Matt Murdock: I listened to you. I listened to you, and they almost died. God damn it. I'm such an idiot.
Sister Maggie: No. I'm the idiot. I told you to involve your friends, and I made things worse. I'm used to putting on a brave face when people bring their troubles to the church. And I find that they don't just bring their troubles, they bring their answers, too, if you let them talk enough. But... what you're dealing with is so far beyond my experience that... Well... all I can hope to do is help keep your wounds stitched and your head clear, so you can be safe. And I'll be more careful about giving advice to the Devil. And, occasionally, possibly, I'll try to keep my mouth shut.
Matt Murdock: Could I get that in writing?
Sister Maggie: Hallelujah. So you can dress like a normal human being. Well, it warms my heart to see you going out to do something other than beat someone up.
Matt Murdock: How do you know? Could just be adding style to my beatings.
Sister Maggie: Did you... Did you just make a joke? You look ready to smile, which I'm sure in your case means... Well, I don't know what that could mean, as I've never actually seen one. This have something to do with the blond who came to visit me today?
Wilson Fisk (to his lawyer): Right now, I am New York's scapegoat. Downstairs, there are protesters chanting prayers to drive me out into the wilderness. The attention that it brings is an impediment for my plan. Fortunately, the public is easily distracted. Which makes the solution for my problem quite simple. The city needs a new villain. And I think I might've found him.

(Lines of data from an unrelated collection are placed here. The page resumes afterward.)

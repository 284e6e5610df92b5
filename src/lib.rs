//! 픽토스 퀴즈 미리보기 서비스
//!
//! 퀴즈 상세 페이지의 서버 사이드 메타데이터를 렌더링하는 Rust 서비스입니다.
//! 링크 미리보기 봇과 검색 엔진 크롤러에게는 Open Graph, Twitter Card, JSON-LD가
//! 포함된 정적 HTML을 제공하고, 사람 방문자는 실제 사이트로 리다이렉트합니다.
//!
//! # Features
//!
//! - **크롤러 판별**: 인앱 브라우저 허용 목록, 미리보기 봇 목록, `isbot` 범용 검사
//! - **로케일별 메타데이터**: 한국어/영어 제목, 설명, 키워드, 폴백 문구
//! - **구조화 데이터**: schema.org `CreativeWork` JSON-LD
//! - **정적 HTML 본문**: 퀴즈 문제 목록, 유형 분석, 키워드
//! - **최선 노력 조회**: 업스트림 API 실패 시에도 폴백 페이지 제공
//!
//! # Architecture
//!
//! ```text
//! ┌─────────────────┐
//! │   HTTP Routes   │ ← 페이지, 메타데이터 API, 헬스체크
//! └─────────────────┘
//!          │
//!          ▼
//! ┌─────────────────┐
//! │    Handlers     │ ← 경로/헤더 정규화
//! └─────────────────┘
//!          │
//!          ▼
//! ┌─────────────────┐
//! │    Services     │ ← 판별 → 조회 → 메타데이터 → 렌더링
//! └─────────────────┘
//!          │
//!          ▼
//! ┌─────────────────┐
//! │  Upstream API   │ ← /documents/{id}, /documents/{id}/public
//! └─────────────────┘
//! ```
//!
//! # Examples
//!
//! ```rust,ignore
//! use quiz_preview_service::services::crawler::{CrawlerClassifier, CrawlerRules};
//!
//! let classifier = CrawlerClassifier::with_default_detector(CrawlerRules::new()?);
//! assert!(classifier.is_crawler("facebookexternalhit/1.1"));
//! ```

pub mod core;
pub mod config;
pub mod domain;
pub mod localization;
pub mod services;
pub mod utils;
pub mod routes;
pub mod handlers;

Tammy Hattley: My dad was a trucker. He mostly hauled chemical tankers. He'd bring 'em to the house overnight before heading out sometimes. And I'd have nightmares, thinking about what could happen. But when my dad found out, he showed me a diamond-shaped decal on the back with the colors and numbers. He told me the numbers tell you how high the level of danger is. He only hauled level four, safest stuff. Once I knew that, it didn't seem so scary anymore.

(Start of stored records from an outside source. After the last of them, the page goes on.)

//! 픽토스 퀴즈 미리보기 서비스 메인 애플리케이션
//!
//! Actix-web 기반의 HTTP 서버를 구동하고 모든 서비스를 초기화합니다.
//! 크롤러 판별 규칙, 업스트림 문서 클라이언트, 사이트 설정을 한 번 조립하여
//! 모든 워커가 공유합니다.

use std::sync::Arc;
use actix_cors::Cors;
use actix_web::http::header;
use actix_web::{middleware, web, App, HttpServer};
use actix_governor::{Governor, GovernorConfigBuilder};
use dotenv::dotenv;
use env_logger::Env;
use log::{error, info};
use quiz_preview_service::config::{
    ApiConfig, CorsConfig, CrawlerConfig, RateLimitConfig, ServerConfig, SiteSettings,
};
use quiz_preview_service::core::errors::AppResult;
use quiz_preview_service::routes::configure_all_routes;
use quiz_preview_service::services::crawler::{CrawlerClassifier, CrawlerRules};
use quiz_preview_service::services::documents::HttpDocumentClient;
use quiz_preview_service::services::quiz_detail::QuizDetailService;
use quiz_preview_service::utils::display_terminal::{
    print_boxed_title, print_startup_summary, print_step_complete, print_step_start,
    print_sub_task,
};

#[actix_web::main]
async fn main() -> std::io::Result<()> {
    // 환경 설정 및 로깅 초기화
    load_env_file();
    init_logging();

    info!("🚀 퀴즈 미리보기 서비스 시작중...");

    let service = match build_service() {
        Ok(service) => web::Data::new(service),
        Err(e) => {
            error!("❌ 서비스 초기화 실패: {}", e);
            return Err(std::io::Error::other(e.to_string()));
        }
    };

    info!("✅ 모든 서비스가 성공적으로 초기화되었습니다!");

    start_http_server(service).await
}

/// 퀴즈 상세 서비스를 조립합니다
///
/// # Errors
///
/// * `AppError::ConfigError` - 추가 크롤러 패턴이 정규식으로 컴파일되지 않는 경우
/// * `AppError::InternalError` - HTTP 클라이언트 생성 실패
fn build_service() -> AppResult<QuizDetailService> {
    print_boxed_title("Quiz Preview Service");

    print_step_start(1, "Compiling crawler rules");
    let extra_bot = CrawlerConfig::extra_bot_patterns();
    let extra_human = CrawlerConfig::extra_human_patterns();
    let rules = CrawlerRules::with_extra(&extra_bot, &extra_human)?;
    let (human_count, bot_count) = rules.pattern_counts();
    print_sub_task("Human patterns", &human_count.to_string());
    print_sub_task("Bot patterns", &bot_count.to_string());
    print_step_complete(1, "Crawler rules compiled", human_count + bot_count);

    print_step_start(2, "Creating upstream document client");
    let client = HttpDocumentClient::new(ApiConfig::base_url(), ApiConfig::timeout())?;
    print_sub_task("Upstream API", client.base_url());
    print_sub_task("Timeout", &format!("{:?}", ApiConfig::timeout()));
    print_step_complete(2, "Document client ready", 1);

    let settings = SiteSettings::from_env();
    print_startup_summary(&settings, client.base_url(), &ServerConfig::bind_address());

    Ok(QuizDetailService::new(
        Arc::new(client),
        CrawlerClassifier::with_default_detector(rules),
        settings,
    ))
}

/// HTTP 서버를 구성하고 실행합니다
///
/// Rate Limiting, CORS, 로깅, 경로 정규화 미들웨어를 포함합니다.
///
/// # Errors
///
/// * `std::io::Error` - 포트 바인딩 실패 또는 서버 실행 오류
async fn start_http_server(service: web::Data<QuizDetailService>) -> std::io::Result<()> {
    let bind_address = ServerConfig::bind_address();

    info!("🌐 서버가 http://{} 에서 실행중입니다", bind_address);
    info!("📍 Health check: http://{}/health", bind_address);
    info!("📍 Quiz detail: http://{}/{{locale}}/quiz-detail/{{id}}", bind_address);

    // Rate Limiting 설정
    let rate_limit_config = RateLimitConfig::from_env();
    let governor_conf = GovernorConfigBuilder::default()
        .requests_per_second(rate_limit_config.per_second)
        .burst_size(rate_limit_config.burst_size)
        .use_headers()
        .finish()
        .ok_or_else(|| std::io::Error::other("Rate Limiting 설정이 올바르지 않습니다"))?;

    info!(
        "🛡️ Rate Limiting 활성화: 초당 {}요청, 버스트 {}개",
        rate_limit_config.per_second,
        rate_limit_config.burst_size
    );

    let allowed_origins = CorsConfig::allowed_origins();

    HttpServer::new(move || {
        App::new()
            // Rate Limiting 미들웨어 (가장 먼저 적용)
            .wrap(Governor::new(&governor_conf))
            .wrap(configure_cors(&allowed_origins))
            .wrap(middleware::Logger::default())
            .wrap(middleware::NormalizePath::trim())
            .app_data(service.clone())
            .configure(configure_all_routes)
    })
        .bind(bind_address)?
        .run()
        .await
}

/// 환경별 설정 파일을 로드합니다
///
/// # Environment Variables
///
/// * `PROFILE=dev` - .env.dev 파일 로드
/// * `PROFILE=prod` - .env.prod 파일 로드
/// * 기타 - 기본 .env 파일 로드
///
/// ```bash
/// PROFILE=prod cargo run
/// ```
fn load_env_file() {
    let profile = std::env::var("PROFILE").unwrap_or_default();

    // 로거 초기화 전이므로 결과는 stderr로 출력합니다.
    match profile.as_str() {
        "prod" => match dotenv::from_filename(".env.prod") {
            Ok(_) => eprintln!(".env.prod 파일 로드 됨"),
            Err(e) => eprintln!(".env.prod 파일 로드 실패: {}", e),
        },
        "dev" => match dotenv::from_filename(".env.dev") {
            Ok(_) => eprintln!(".env.dev 파일 로드 됨"),
            Err(e) => eprintln!(".env.dev 파일 로드 실패: {}", e),
        },
        _ => {
            dotenv().ok();
        }
    }
}

/// 로깅 시스템을 초기화합니다
///
/// * `RUST_LOG` - 로깅 레벨 설정 (기본값: "info,actix_web=info")
///
/// ```bash
/// # 크롤러 판별 과정까지 확인
/// RUST_LOG=info,quiz_preview_service::services=debug cargo run
/// ```
fn init_logging() {
    env_logger::init_from_env(Env::default().default_filter_or("info,actix_web=info"));
}

/// CORS 설정을 구성합니다
///
/// 페이지와 메타데이터 API는 모두 읽기 전용이므로 GET 요청만 허용합니다.
fn configure_cors(allowed_origins: &[String]) -> Cors {
    allowed_origins
        .iter()
        .fold(Cors::default(), |cors, origin| cors.allowed_origin(origin))
        .allowed_methods(vec!["GET", "OPTIONS"])
        .allowed_headers(vec![header::ACCEPT, header::CONTENT_TYPE])
        .max_age(3600)
}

Ray Nadeem: Level four is the most lethal code.
Tammy Hattley: But I didn't know that. And I didn't worry when he drove off every morning in a rolling fire bomb. The lies that keep us safe are the ones worth telling.
Wilson Fisk (to Ray): I've spent much of my life alone. And for many years, I pretended that this was the source of my strength. I told myself I had free will. And in that time, I achieved a great deal. But I was not fulfilled. I was longing for a connection that I could imagine but I could not achieve. Searching and not finding. Until Vanessa. Until I discovered love. I thought I would explode with the sense of power and freedom that she brought me. That the world lay at my feet. But then that passed when I discovered the great lie at the heart of love. That what I took for true freedom was precisely the reverse. You can build a prison of stone and steel, but you merely present the prisoner with a challenge. Any truly determined man will find a way out. But love... Love is the perfect prison. Inescapable. So you see, Agent Nadeem... I am always in prison, wherever I go. And if these things (cuffs on his hands) help me protect Vanessa, then they are nothing to me. I will do whatever I must.
Theo Nelson: Go do what you're good at. You're livin' the dream.
Foggy Nelson: Am I?
Theo Nelson: You're sh*ttin' me.
Foggy Nelson: I had this idea of how things were gonna go. Matt and I talked a lot about what we'd do. Open our own firm. Help people. Get rich. I was the get rich part. He was the help people part. When he was around, I knew who I was. Now...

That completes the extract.